Lap Band Surgery - Insurance Appeal Letter

Lap-Band InsuranceIf your initial request for lap band surgery is not approved, your insurance company will provide you the opportunity to appeal the decision. The appeals process will allow you to address the specific reasons as to why the insurer denied coverage for lap band surgery and ask them to reconsider the request. While it is discouraging to receive a denial, be aware that this is not the final word. Many individuals have successfully appealed an insurance decision and won insurance coverage for lap band surgery, even though their initial request was denied.

The Denial Letter

First, it will be important to get the denial in writing and fully understand the specific reasons of why the insurance company denied coverage for lap band surgery.
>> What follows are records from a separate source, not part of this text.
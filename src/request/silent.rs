//! Silent (UI-less) token request sent from a client to a trusted broker.

// crates.io
use base64::{Engine as _, engine::general_purpose::STANDARD_NO_PAD};
use sha2::{Digest, Sha256};
// self
use crate::{
	_prelude::*,
	auth::{AccountIdentifier, Claims, ClaimsError, OrderedScopeSet},
	config::RequestPolicy,
	obs::{self, RequestStage},
	request::{BrokerTokenRequest, DecodeError, FieldsView, ValidationError, WirePayload},
};

/// Immutable silent token request.
///
/// Built through [`SilentTokenRequestBuilder`] or decoded from a broker payload. Every
/// optional collection is either absent or non-empty: supplying an empty collection is the
/// same as not supplying it. Fields are only reachable through read-only views, so a value
/// handed to a transport cannot change underneath it.
///
/// Policy-independent rules are enforced on construction; reserved query-parameter names
/// depend on who is asking and are checked by [`validate`](Self::validate).
#[derive(Clone, Debug, PartialEq, Eq)]
pub struct SilentTokenRequest {
	base: BrokerTokenRequest,
	account: AccountIdentifier,
	extra_scopes_to_consent: Option<OrderedScopeSet>,
	extra_oidc_scopes: Option<OrderedScopeSet>,
	extra_authorize_query_parameters: Option<BTreeMap<String, String>>,
	client_capabilities: Option<Arc<[String]>>,
	claims: Option<Claims>,
}
impl SilentTokenRequest {
	/// Starts a request on top of a validated base request.
	pub fn builder(base: BrokerTokenRequest) -> SilentTokenRequestBuilder {
		SilentTokenRequestBuilder::new(base)
	}

	/// Embedded base request.
	pub fn base(&self) -> &BrokerTokenRequest {
		&self.base
	}

	/// Account the token is requested for.
	pub fn account(&self) -> &AccountIdentifier {
		&self.account
	}

	/// Scopes to consent to beyond the primary ones, in caller order.
	pub fn extra_scopes_to_consent(&self) -> Option<&OrderedScopeSet> {
		self.extra_scopes_to_consent.as_ref()
	}

	/// Additional OIDC scopes, in caller order.
	pub fn extra_oidc_scopes(&self) -> Option<&OrderedScopeSet> {
		self.extra_oidc_scopes.as_ref()
	}

	/// Parameters appended to any authorization URL derived from this request.
	pub fn extra_authorize_query_parameters(&self) -> Option<&BTreeMap<String, String>> {
		self.extra_authorize_query_parameters.as_ref()
	}

	/// Capability tags advertised by the client, in caller order (duplicates kept).
	pub fn client_capabilities(&self) -> Option<&[String]> {
		self.client_capabilities.as_deref()
	}

	/// Raw claims request.
	pub fn claims(&self) -> Option<&Claims> {
		self.claims.as_ref()
	}

	/// Runs every check, including reserved query-parameter names from `policy`.
	///
	/// Side-effect free; the caller decides whether to abort or fix and rebuild.
	pub fn validate(&self, policy: &RequestPolicy) -> Result<(), ValidationError> {
		obs::observe(RequestStage::Validate, ValidationError::code, || {
			self.fields_view().check(Some(policy))
		})
	}

	/// Validates against `policy`, then renders the wire payload as a JSON value.
	pub fn to_json_value(&self, policy: &RequestPolicy) -> Result<JsonValue> {
		self.validate(policy)?;

		obs::observe(RequestStage::Encode, Error::code, || {
			serde_json::to_value(WirePayload::from(self))
				.map_err(|source| Error::Encode { source })
		})
	}

	/// Validates against `policy`, then renders the wire payload as compact JSON text.
	pub fn encode(&self, policy: &RequestPolicy) -> Result<String> {
		self.validate(policy)?;

		obs::observe(RequestStage::Encode, Error::code, || {
			serde_json::to_string(&WirePayload::from(self))
				.map_err(|source| Error::Encode { source })
		})
	}

	/// Decodes JSON text received from a client.
	///
	/// Unknown keys are ignored. The result satisfies every policy-independent rule; call
	/// [`validate`](Self::validate) with the broker's policy before acting on it.
	pub fn decode(payload: &str) -> Result<Self, DecodeError> {
		Self::decode_slice(payload.as_bytes())
	}

	/// Decodes raw JSON bytes received from a client.
	pub fn decode_slice(payload: &[u8]) -> Result<Self, DecodeError> {
		obs::observe(RequestStage::Decode, DecodeError::code, || {
			WirePayload::from_slice(payload)?.into_request()
		})
	}

	/// Decodes an already-parsed JSON document.
	pub fn from_json_value(payload: JsonValue) -> Result<Self, DecodeError> {
		obs::observe(RequestStage::Decode, DecodeError::code, || {
			WirePayload::from_value(payload)?.into_request()
		})
	}

	/// Broker-side entry point: decode, then validate against the broker's policy.
	pub fn decode_and_validate(payload: &[u8], policy: &RequestPolicy) -> Result<Self> {
		let request = Self::decode_slice(payload)?;

		request.validate(policy)?;

		Ok(request)
	}

	/// Validates against `policy`, then appends the extra query parameters to an
	/// authorization URL in key order.
	///
	/// The URL is left untouched when validation fails.
	pub fn apply_authorize_parameters(
		&self,
		url: &mut Url,
		policy: &RequestPolicy,
	) -> Result<(), ValidationError> {
		self.validate(policy)?;

		let Some(params) = self.extra_authorize_query_parameters.as_ref() else {
			return Ok(());
		};
		let mut pairs = url.query_pairs_mut();

		for (key, value) in params {
			pairs.append_pair(key, value);
		}

		Ok(())
	}

	/// Order-sensitive digest of the payload minus its correlation identifier.
	///
	/// Two requests asking for the same thing share a fingerprint, which lets logs and
	/// brokers correlate retries without recording claims or account data.
	pub fn fingerprint(&self) -> Result<String> {
		let mut wire = WirePayload::from(self);

		wire.correlation_id = None;

		let bytes = serde_json::to_vec(&wire).map_err(|source| Error::Encode { source })?;
		let mut hasher = Sha256::new();

		hasher.update(&bytes);

		Ok(STANDARD_NO_PAD.encode(hasher.finalize()))
	}

	fn fields_view(&self) -> FieldsView<'_> {
		FieldsView {
			account: Some(&self.account),
			extra_scopes_to_consent: self
				.extra_scopes_to_consent
				.as_ref()
				.map(OrderedScopeSet::as_slice)
				.unwrap_or_default(),
			extra_oidc_scopes: self
				.extra_oidc_scopes
				.as_ref()
				.map(OrderedScopeSet::as_slice)
				.unwrap_or_default(),
			query_keys: self
				.extra_authorize_query_parameters
				.iter()
				.flat_map(BTreeMap::keys)
				.map(String::as_str)
				.collect(),
			claims_error: None,
		}
	}
}

#[derive(Clone, Debug)]
enum ClaimsInput {
	Value(JsonValue),
	Text(String),
}

/// Builder for [`SilentTokenRequest`] values.
///
/// Setters never fail; [`build`](Self::build) reports the first problem in the same order
/// [`SilentTokenRequest::validate`] uses.
#[derive(Clone, Debug)]
pub struct SilentTokenRequestBuilder {
	base: BrokerTokenRequest,
	account: Option<AccountIdentifier>,
	extra_scopes_to_consent: Vec<String>,
	extra_oidc_scopes: Vec<String>,
	extra_query_parameters: Vec<(String, String)>,
	client_capabilities: Vec<String>,
	claims: Option<ClaimsInput>,
}
impl SilentTokenRequestBuilder {
	/// Creates a builder on top of a validated base request.
	pub fn new(base: BrokerTokenRequest) -> Self {
		Self {
			base,
			account: None,
			extra_scopes_to_consent: Vec::new(),
			extra_oidc_scopes: Vec::new(),
			extra_query_parameters: Vec::new(),
			client_capabilities: Vec::new(),
			claims: None,
		}
	}

	/// Sets the account the token is requested for.
	pub fn account(mut self, account: AccountIdentifier) -> Self {
		self.account = Some(account);

		self
	}

	/// Replaces the extra scopes to consent to.
	pub fn extra_scopes_to_consent<I, S>(mut self, scopes: I) -> Self
	where
		I: IntoIterator<Item = S>,
		S: Into<String>,
	{
		self.extra_scopes_to_consent = scopes.into_iter().map(Into::into).collect();

		self
	}

	/// Replaces the extra OIDC scopes.
	pub fn extra_oidc_scopes<I, S>(mut self, scopes: I) -> Self
	where
		I: IntoIterator<Item = S>,
		S: Into<String>,
	{
		self.extra_oidc_scopes = scopes.into_iter().map(Into::into).collect();

		self
	}

	/// Appends one extra authorize-URL parameter.
	pub fn extra_query_parameter(
		mut self,
		key: impl Into<String>,
		value: impl Into<String>,
	) -> Self {
		self.extra_query_parameters.push((key.into(), value.into()));

		self
	}

	/// Appends several extra authorize-URL parameters.
	pub fn extra_query_parameters<I, K, V>(mut self, params: I) -> Self
	where
		I: IntoIterator<Item = (K, V)>,
		K: Into<String>,
		V: Into<String>,
	{
		self.extra_query_parameters
			.extend(params.into_iter().map(|(key, value)| (key.into(), value.into())));

		self
	}

	/// Replaces the client capability tags.
	pub fn client_capabilities<I, S>(mut self, capabilities: I) -> Self
	where
		I: IntoIterator<Item = S>,
		S: Into<String>,
	{
		self.client_capabilities = capabilities.into_iter().map(Into::into).collect();

		self
	}

	/// Sets claims that are already known to be an object.
	pub fn claims(mut self, claims: Claims) -> Self {
		self.claims = Some(ClaimsInput::Value(claims.into()));

		self
	}

	/// Sets claims from an arbitrary JSON value; non-objects fail at build time.
	pub fn claims_value(mut self, claims: JsonValue) -> Self {
		self.claims = Some(ClaimsInput::Value(claims));

		self
	}

	/// Sets claims from raw (not URL-encoded) JSON text; blank text means no claims.
	pub fn claims_json(mut self, claims: impl Into<String>) -> Self {
		self.claims = Some(ClaimsInput::Text(claims.into()));

		self
	}

	/// Consumes the builder, enforcing every policy-independent rule.
	pub fn build(self) -> Result<SilentTokenRequest, ValidationError> {
		obs::observe(RequestStage::Build, ValidationError::code, || self.assemble())
	}

	/// Consumes the builder and validates the result against `policy` as well.
	pub fn build_with_policy(self, policy: &RequestPolicy) -> Result<SilentTokenRequest> {
		let request = self.build()?;

		request.validate(policy)?;

		Ok(request)
	}

	pub(crate) fn assemble(self) -> Result<SilentTokenRequest, ValidationError> {
		let claims = resolve_claims(self.claims);
		let view = FieldsView {
			account: self.account.as_ref(),
			extra_scopes_to_consent: &self.extra_scopes_to_consent,
			extra_oidc_scopes: &self.extra_oidc_scopes,
			query_keys: self.extra_query_parameters.iter().map(|(key, _)| key.as_str()).collect(),
			claims_error: claims.as_ref().err(),
		};

		view.check(None)?;

		let account = self.account.ok_or(ValidationError::MissingAccount)?;
		let claims = claims.map_err(|source| ValidationError::MalformedClaims { source })?;

		Ok(SilentTokenRequest {
			base: self.base,
			account,
			extra_scopes_to_consent: non_empty(self.extra_scopes_to_consent)
				.map(OrderedScopeSet::from_checked),
			extra_oidc_scopes: non_empty(self.extra_oidc_scopes).map(OrderedScopeSet::from_checked),
			extra_authorize_query_parameters: non_empty(self.extra_query_parameters)
				.map(BTreeMap::from_iter),
			client_capabilities: non_empty(self.client_capabilities).map(Arc::from),
			claims,
		})
	}
}

fn resolve_claims(input: Option<ClaimsInput>) -> Result<Option<Claims>, ClaimsError> {
	let claims = match input {
		None => return Ok(None),
		Some(ClaimsInput::Value(value)) => Claims::from_value(value)?,
		Some(ClaimsInput::Text(text)) if text.trim().is_empty() => return Ok(None),
		Some(ClaimsInput::Text(text)) => Claims::parse(&text)?,
	};

	Ok(if claims.is_empty() { None } else { Some(claims) })
}

fn non_empty<T>(values: Vec<T>) -> Option<Vec<T>> {
	if values.is_empty() { None } else { Some(values) }
}
//! Account identity forwarded to the broker for silent flows.

// self
use crate::{
	_prelude::*,
	auth::{HomeAccountId, LocalAccountId},
};

/// Reference to a signed-in account already known to the broker.
///
/// The broker resolves the account through the home account identifier; the local account
/// identifier and username are hints that help it disambiguate cached accounts.
#[derive(Clone, PartialEq, Eq, Hash)]
pub struct AccountIdentifier {
	home_account_id: HomeAccountId,
	local_account_id: Option<LocalAccountId>,
	username: Option<String>,
}
impl AccountIdentifier {
	/// Creates an identifier for the provided home account.
	pub fn new(home_account_id: HomeAccountId) -> Self {
		Self { home_account_id, local_account_id: None, username: None }
	}

	/// Attaches the tenant-local account identifier.
	pub fn with_local_account_id(mut self, local_account_id: LocalAccountId) -> Self {
		self.local_account_id = Some(local_account_id);

		self
	}

	/// Attaches the displayable username (UPN or email); blank values are ignored.
	pub fn with_username(mut self, username: impl Into<String>) -> Self {
		let username = username.into();

		self.username = if username.trim().is_empty() { None } else { Some(username) };

		self
	}

	/// Home account identifier.
	pub fn home_account_id(&self) -> &HomeAccountId {
		&self.home_account_id
	}

	/// Tenant-local account identifier, if known.
	pub fn local_account_id(&self) -> Option<&LocalAccountId> {
		self.local_account_id.as_ref()
	}

	/// Displayable username, if known.
	pub fn username(&self) -> Option<&str> {
		self.username.as_deref()
	}
}
impl Debug for AccountIdentifier {
	fn fmt(&self, f: &mut Formatter) -> FmtResult {
		f.debug_struct("AccountIdentifier")
			.field("home_account_id", &self.home_account_id)
			.field("local_account_id", &self.local_account_id)
			.field("username", &self.username.as_ref().map(|_| "<redacted>"))
			.finish()
	}
}
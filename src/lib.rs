//! Typed silent token requests for OAuth 2.0 brokers. Construct, validate, and encode the
//! payload a client hands to a trusted broker process, then decode and re-check it on the
//! broker side.
//!
//! The central type is [`request::SilentTokenRequest`]. It embeds a
//! [`request::BrokerTokenRequest`] base and adds the account identity, extra scopes,
//! authorize-URL passthrough parameters, client capabilities, and raw claims that a silent
//! flow needs. Validation errors surface before anything crosses the process boundary; the
//! broker side decodes with [`request::SilentTokenRequest::decode`] and re-validates against
//! its own [`config::RequestPolicy`].

#![deny(clippy::all, missing_docs, unused_crate_dependencies)]

pub mod auth;
pub mod config;
pub mod error;
pub mod obs;
pub mod request;

mod _prelude {
	pub use std::{
		collections::{BTreeMap, BTreeSet},
		fmt::{Debug, Display, Formatter, Result as FmtResult},
		str::FromStr,
		sync::Arc,
	};

	pub use serde::{Deserialize, Serialize};
	pub use serde_json::{Map as JsonMap, Value as JsonValue};
	pub use thiserror::Error as ThisError;
	pub use url::Url;
	pub use uuid::Uuid;

	pub use crate::error::{Error, Result};
}

pub use url;
pub use uuid;
#[cfg(test)] use color_eyre as _;
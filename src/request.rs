//! Broker token requests: the base request, the silent-flow request built on top of it, the
//! shared validation rules, and the JSON wire codec.
//!
//! `base` holds the fields every broker token request carries (client, redirect, authority,
//! correlation, primary scopes). `silent` embeds a base request and adds the account and
//! protocol-extension fields a UI-less flow needs. `validate` owns the ordered checks both
//! the builder and the broker run, and `wire` turns requests into payloads and back.

pub mod base;
pub mod silent;
pub mod validate;
pub mod wire;

pub use base::*;
pub use silent::*;
pub use validate::*;
pub use wire::*;

// self
use crate::{
	_prelude::*,
	auth::{ClientId, OrderedScopeSet},
};

/// Wire keys owned by [`BrokerTokenRequest`], in emission order.
pub const BASE_REQUEST_KEYS: [&str; 5] =
	["client_id", "redirect_uri", "authority", "correlation_id", "scope"];

/// Shared read access to the base token-request fields.
///
/// Implemented by the base request itself and by every request type that embeds one, so
/// downstream code can accept "anything with base token-request fields".
pub trait TokenRequestExt {
	/// Embedded base request.
	fn base_request(&self) -> &BrokerTokenRequest;

	/// Application (client) identifier.
	fn client_id(&self) -> &ClientId {
		BrokerTokenRequest::client_id(self.base_request())
	}

	/// Redirect URI registered for the client.
	fn redirect_uri(&self) -> &Url {
		BrokerTokenRequest::redirect_uri(self.base_request())
	}

	/// Authority the token should be issued by.
	fn authority(&self) -> &Url {
		BrokerTokenRequest::authority(self.base_request())
	}

	/// Correlation identifier shared by client and broker logs.
	fn correlation_id(&self) -> Uuid {
		BrokerTokenRequest::correlation_id(self.base_request())
	}

	/// Primary requested scopes.
	fn scopes(&self) -> &OrderedScopeSet {
		BrokerTokenRequest::scopes(self.base_request())
	}
}
impl TokenRequestExt for BrokerTokenRequest {
	fn base_request(&self) -> &BrokerTokenRequest {
		self
	}
}
impl TokenRequestExt for SilentTokenRequest {
	fn base_request(&self) -> &BrokerTokenRequest {
		self.base()
	}
}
Once the specific reasons are known, then you can prepare your basis for appeal.

  • Make sure you know the specific reason(s) for denial of coverage
  • Get it in writing

In some instances, the denial is based on missing documentation or a clerical error, situations which can easily be cleared up by supplying the correct information. More likely, the insurance company denied the request either because it did not find that there was sufficient documentation to prove a medical necessity or that their requirements were not met.

Lap Band Surgery Insurance

Writing the Appeal Letter

Once you have collected the necessary documentation (medical history, weight loss efforts, health conditions, treatments), the next step will be to write a letter to the insurance company to appeal the decision. It is important that all contact with the insurance company is documented and that you keep copies of everything. Find out the appeals procedure - where the letter should be sent, the date it must be filed, and what paperwork needs to be included with the appeals packet.

  • Patient identification - (name, policy number, group number, claim number)
  • Reason for denial - (as listed in denial letter)
  • History of obesity - (weight, health conditions, previous weight loss efforts)
  • Information to correct errors
  • Documentation to support medical necessity of LAP BAND Surgery
  • Purpose of letter - (to request that the insurer reconsider the denial and approve coverage of LAP BAND Surgery)

Insurance Appeals Sample Letter

Although you will need to customize the wording to fit your situation, the following sample letter will help outline the information you should include in your appeal request:


(Name of Contact Person at Insurance Company)
(Insurance Company Name)
(City, State ZIP)

Re: (Your Name)
(Group Number/Policy Number)
(Case Number/Claim Number)

Dear (Name of Contact Person at Insurance Company),

I am writing this letter to appeal (insurance company name) decision to deny coverage for LAP BAND Surgery. Based on the letter of denial dated (insert date), this procedure was denied because "(quote specific reason for the denial as stated in denial letter)."

To review my health history, I was diagnosed with the following health conditions on the dates stated. I have also listed my previous methods of weight loss attempts and other treatments.

• I have suffered from (health condition) since (date). My treatments for this condition include (list all treatments). (repeat for all health conditions, including obesity, high cholesterol, sleep apnea, high blood pressure, diabetes, and all others).

At this time, my doctor (name of doctor) believes that LAP BAND Surgery is medically necessary and is the appropriate treatment for the above mentioned health conditions. I have also enclosed a letter from my doctor, (doctor's name), that discusses my medical history in more detail.

As you may have based your denial on incorrect or incomplete information, I wanted to provide the following information that shows why I disagree with your denial and why I believe LAP BAND Surgery will significantly benefit my health and should be approved.

• (Provide specific facts to support LAP BAND surgery and counter reasons of denial, including medical studies, medical articles, and other information that shows that procedure resolves and improves your diagnosis).

Based on this information, I am asking that you reconsider the denial and approve coverage for LAP BAND Surgery. My doctor has scheduled surgery for (date). If you need any additional information, please contact me at (telephone number).

Thank you for your time and attention to this matter.


(Your name)
(Your address)
(Your City, State ZIP)
(Your telephone number)
(Your email address)

The Insurance Requirements for Lap Band Surgery

Most insurance companies will cover lap band surgery IF there is a medical necessity for the procedure and you meet their requirements for coverage approval. It is up to you to prove the medical necessity of the procedure by supplying the necessary documentation and to fulfill the requirements as listed in your policy. The appeals process will provide you the opportunity to supply the necessary documentation to prove your claim and show that you have met their requirements.